Kekalahan Portugis tersebut sangat memalukan karena pasukan
Aceh Darussalam mendapat barang-barang rampasan dari alat-alat perang milik
Portugis yang lebih memperkuat Aceh Darussalam karenanya (Said a, 1981:187).
Sultan Ali Mughayat Syah memang dikenal sebagai sosok pemimpin yang pemberani
dan penakluk yang handal. Selain berhasil mengusir Portugis serta menundukkan
Kerajaan Pedir dan Samudera Pasai, Kesultanan Aceh Darussalam di bawah pimpinan
Sultan Ali Mughayat Syah, juga meraih kegemilangan dalam menaklukkan beberapa
kerajaan lainnya di Sumatra, seperti Kerajaan Haru, Kerajaan Deli, dan Kerajaan
Daya.
Kemunduran
Kemunduran Aceh disebabkan oleh beberapa faktor, di
antaranya ialah makin menguatnya kekuasaan Belanda di pulau Sumatera dan Selat
Malaka, ditandai dengan jatuhnya wilayah Minangkabau, Siak, Tiku, Tapanuli,
Mandailing, Deli, Barus (1840) serta Bengkulu kedalam pangkuan penjajahan
Belanda. Faktor penting lainnya ialah adanya perebutan kekuasaan di antara
pewaris tahta kesultanan.
Diplomat Aceh ke Penang. Duduk : Teuku Kadi Malikul Adil
(kiri) dan Teuku Imeum Lueng Bata (kanan). Sekitar tahun 1870an. Hal ini bisa ditelusuri lebih awal setelah kemangkatan
Sultan Iskandar Tsani hingga serangkaian peristiwa nantinya, dimana para
bangsawan ingin mengurangi kontrol ketat kekuasaan Sultan dengan mengangkat
janda Iskandar Tsani menjadi Sultanah. Beberapa sumber menyebutkan bahwa
ketakutan akan kembalinya Raja tiran (Sultan Iskandar Muda) yang melatar-belakangi
pengangkatan ratu.
Sejak itu masa damai terasa di Aceh, para Ulèëbalang bebas
berdagang dengan pedagang asing tanpa harus melalui pelabuhan sultan di
ibukota. Lada menjadi tanaman utama yang dibudidayakan seantero pesisir Aceh
sehingga menjadi pemasok utama lada dunia hingga akhir abad 19. Namun beberapa
elemen masyarakat terutama dari kaum wujudiyah menginginkan penguasa nanti
adalah seorang laki-laki bergelar Sultan. Mereka mengklaim bahwa pewaris sah
masih hidup dan tinggal bersama mereka di pedalaman. Perang saudara pecah,
mesjid raya, Dalam terbakar, kota Bandar Aceh dalam kegaduhan dan
ketidak-tentraman. Menindaklanjuti pertikaian ini, Kadhi Malikul Adil (semacam
mufti agung) Tgk. Syech Abdurrauf As-Sinkily melakukan berbagai reformasi
terutama perihal pembagian kekuasaan dengan terbentuknya tiga sagoe. Hal ini
mengakibatkan kekuasaan sultanah/sultan sangat lemah dengan hanya berkuasa
penuh pada daerah Bibeueh (kekuasaan langsung) semata.

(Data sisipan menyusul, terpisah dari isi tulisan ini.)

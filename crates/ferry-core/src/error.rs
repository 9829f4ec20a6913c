//! Error types module
//!
//! Every failure in Ferry is expressed as an [`AppError`]. Domain variants
//! (validation, expiry, ownership, integrity) are raised by the capability
//! flows; infrastructure variants wrap database, storage and internal faults.
//!
//! The `Database` variant and `From<sqlx::Error>` are gated behind the `sqlx` feature.

use std::io;

#[cfg(feature = "sqlx")]
use sqlx::Error as SqlxError;

/// Log level for error reporting
#[derive(Debug, Clone, Copy, PartialEq, Eq)]
pub enum LogLevel {
    /// Debug level - for expected errors like validation failures
    Debug,
    /// Warning level - for failures caused by something outside this process
    Warn,
    /// Error level - for unexpected failures
    Error,
}

/// Metadata for error responses - defines how an error should be presented
pub trait ErrorMetadata {
    /// HTTP status code to return
    fn http_status_code(&self) -> u16;

    /// Machine-readable error code (e.g., "TOKEN_EXPIRED")
    fn error_code(&self) -> &'static str;

    /// Whether this error is recoverable (can be retried)
    fn is_recoverable(&self) -> bool;

    /// Suggested action for the client
    fn suggested_action(&self) -> Option<&'static str>;

    /// Client-facing message (may differ from internal error message)
    fn client_message(&self) -> String;

    /// Whether details should be hidden in production
    fn is_sensitive(&self) -> bool;

    /// Log level for this error
    fn log_level(&self) -> LogLevel;
}

#[derive(Debug, thiserror::Error)]
pub enum AppError {
    #[cfg(feature = "sqlx")]
    #[error("Database error: {0}")]
    Database(#[source] SqlxError),

    #[cfg(not(feature = "sqlx"))]
    #[error("Database error: {0}")]
    Database(String),

    #[error("Storage error: {0}")]
    Storage(String),

    #[error("Invalid input: {0}")]
    InvalidInput(String),

    #[error("Not found: {0}")]
    NotFound(String),

    #[error("Expired: {0}")]
    Expired(String),

    #[error("Ownership mismatch: {0}")]
    OwnershipMismatch(String),

    #[error("Unauthorized: {0}")]
    Unauthorized(String),

    #[error("Integrity check failed: {0}")]
    Integrity(String),

    #[error("Upstream error: {0}")]
    Upstream(String),

    #[error("File too large: {0}")]
    PayloadTooLarge(String),

    #[error("Internal error: {0}")]
    Internal(String),

    #[error("Internal error with source")]
    InternalWithSource {
        message: String,
        #[source]
        source: anyhow::Error,
    },
}

#[cfg(feature = "sqlx")]
impl From<SqlxError> for AppError {
    fn from(err: SqlxError) -> Self {
        AppError::Database(err)
    }
}

impl From<anyhow::Error> for AppError {
    fn from(err: anyhow::Error) -> Self {
        AppError::InternalWithSource {
            message: err.to_string(),
            source: err,
        }
    }
}

impl From<io::Error> for AppError {
    fn from(err: io::Error) -> Self {
        AppError::Internal(format!("IO error: {}", err))
    }
}

impl From<uuid::Error> for AppError {
    fn from(err: uuid::Error) -> Self {
        AppError::InvalidInput(format!("UUID parsing error: {}", err))
    }
}

impl From<validator::ValidationErrors> for AppError {
    fn from(err: validator::ValidationErrors) -> Self {
        AppError::InvalidInput(format!("Validation error: {}", err))
    }
}

/// Static metadata for each variant: (http_status, error_code, recoverable, suggested_action, sensitive, log_level).
fn app_error_static_metadata(
    err: &AppError,
) -> (
    u16,
    &'static str,
    bool,
    Option<&'static str>,
    bool,
    LogLevel,
) {
    match err {
        AppError::Database(_) => (
            500,
            "DATABASE_ERROR",
            true,
            Some("Retry after a short delay"),
            true,
            LogLevel::Error,
        ),
        AppError::Storage(_) => (
            500,
            "STORAGE_ERROR",
            true,
            Some("Retry after a short delay"),
            true,
            LogLevel::Error,
        ),
        AppError::InvalidInput(_) => (
            400,
            "INVALID_INPUT",
            false,
            Some("Check request parameters and try again"),
            false,
            LogLevel::Debug,
        ),
        AppError::NotFound(_) => (
            404,
            "NOT_FOUND",
            false,
            Some("Verify the resource ID exists"),
            false,
            LogLevel::Debug,
        ),
        AppError::Expired(_) => (
            410,
            "TOKEN_EXPIRED",
            false,
            Some("Ask the owner to issue a new token"),
            false,
            LogLevel::Debug,
        ),
        AppError::OwnershipMismatch(_) => (
            403,
            "OWNERSHIP_MISMATCH",
            false,
            Some("Use a token issued for this file by its current owner"),
            false,
            LogLevel::Debug,
        ),
        AppError::Unauthorized(_) => (
            401,
            "UNAUTHORIZED",
            false,
            Some("Check credentials or authentication token"),
            false,
            LogLevel::Debug,
        ),
        AppError::Integrity(_) => (
            409,
            "INTEGRITY_ERROR",
            false,
            Some("Send exactly the file the token was issued for"),
            false,
            LogLevel::Debug,
        ),
        AppError::Upstream(_) => (
            502,
            "UPSTREAM_ERROR",
            true,
            Some("Check the remote resource and retry"),
            false,
            LogLevel::Warn,
        ),
        AppError::PayloadTooLarge(_) => (
            413,
            "PAYLOAD_TOO_LARGE",
            false,
            Some("Reduce file size"),
            false,
            LogLevel::Debug,
        ),
        AppError::Internal(_) | AppError::InternalWithSource { .. } => (
            500,
            "INTERNAL_ERROR",
            true,
            Some("Retry after a short delay"),
            true,
            LogLevel::Error,
        ),
    }
}

impl AppError {
    /// Get the error type name for detailed error responses
    pub fn error_type(&self) -> &str {
        match self {
            AppError::Database(_) => "Database",
            AppError::Storage(_) => "Storage",
            AppError::InvalidInput(_) => "InvalidInput",
            AppError::NotFound(_) => "NotFound",
            AppError::Expired(_) => "Expired",
            AppError::OwnershipMismatch(_) => "OwnershipMismatch",
            AppError::Unauthorized(_) => "Unauthorized",
            AppError::Integrity(_) => "Integrity",
            AppError::Upstream(_) => "Upstream",
            AppError::PayloadTooLarge(_) => "PayloadTooLarge",
            AppError::Internal(_) => "Internal",
            AppError::InternalWithSource { .. } => "Internal",
        }
    }

    /// Get detailed error information including error chain
    pub fn detailed_message(&self) -> String {
        use std::error::Error;

        let mut details = self.to_string();

        let mut source = self.source();
        let mut depth = 0;
        while let Some(err) = source {
            depth += 1;
            if depth > 5 {
                details.push_str("\n  ... (truncated)");
                break;
            }
            details.push_str(&format!("\n  Caused by: {}", err));
            source = err.source();
        }

        details
    }
}

impl ErrorMetadata for AppError {
    fn http_status_code(&self) -> u16 {
        app_error_static_metadata(self).0
    }

    fn error_code(&self) -> &'static str {
        app_error_static_metadata(self).1
    }

    fn is_recoverable(&self) -> bool {
        app_error_static_metadata(self).2
    }

    fn suggested_action(&self) -> Option<&'static str> {
        app_error_static_metadata(self).3
    }

    fn is_sensitive(&self) -> bool {
        app_error_static_metadata(self).4
    }

    fn log_level(&self) -> LogLevel {
        app_error_static_metadata(self).5
    }

    fn client_message(&self) -> String {
        match self {
            AppError::Database(_) => "Failed to access database".to_string(),
            AppError::Storage(_) => "Failed to access storage".to_string(),
            AppError::Internal(_) | AppError::InternalWithSource { .. } => {
                "Internal server error".to_string()
            }
            AppError::InvalidInput(ref msg)
            | AppError::NotFound(ref msg)
            | AppError::Expired(ref msg)
            | AppError::OwnershipMismatch(ref msg)
            | AppError::Unauthorized(ref msg)
            | AppError::Integrity(ref msg)
            | AppError::Upstream(ref msg)
            | AppError::PayloadTooLarge(ref msg) => msg.clone(),
        }
    }
}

Perang saudara dalam hal perebutan kekuasaan turut berperan
besar dalam melemahnya Kesultanan Aceh. Pada masa Sultan Alauddin Jauhar
Alamsyah (1795-1824), seorang keturunan Sultan yang terbuang Sayyid Hussain
mengklaim mahkota kesultanan dengan mengangkat anaknya menjadi Sultan Saif
Al-Alam. Perang saudara kembali pecah namun berkat bantuan Raffles dan Koh Lay
Huan, seorang pedagang dari Penang kedudukan Jauhar (yang mampu berbahasa
Perancis, Inggris dan Spanyol) dikembalikan. Tak habis sampai disitu, perang
saudara kembali terjadi dalam perebutan kekuasaan antara Tuanku Sulaiman dengan
Tuanku Ibrahim yang kelak bergelar Sultan Mansur Syah (1857-1870).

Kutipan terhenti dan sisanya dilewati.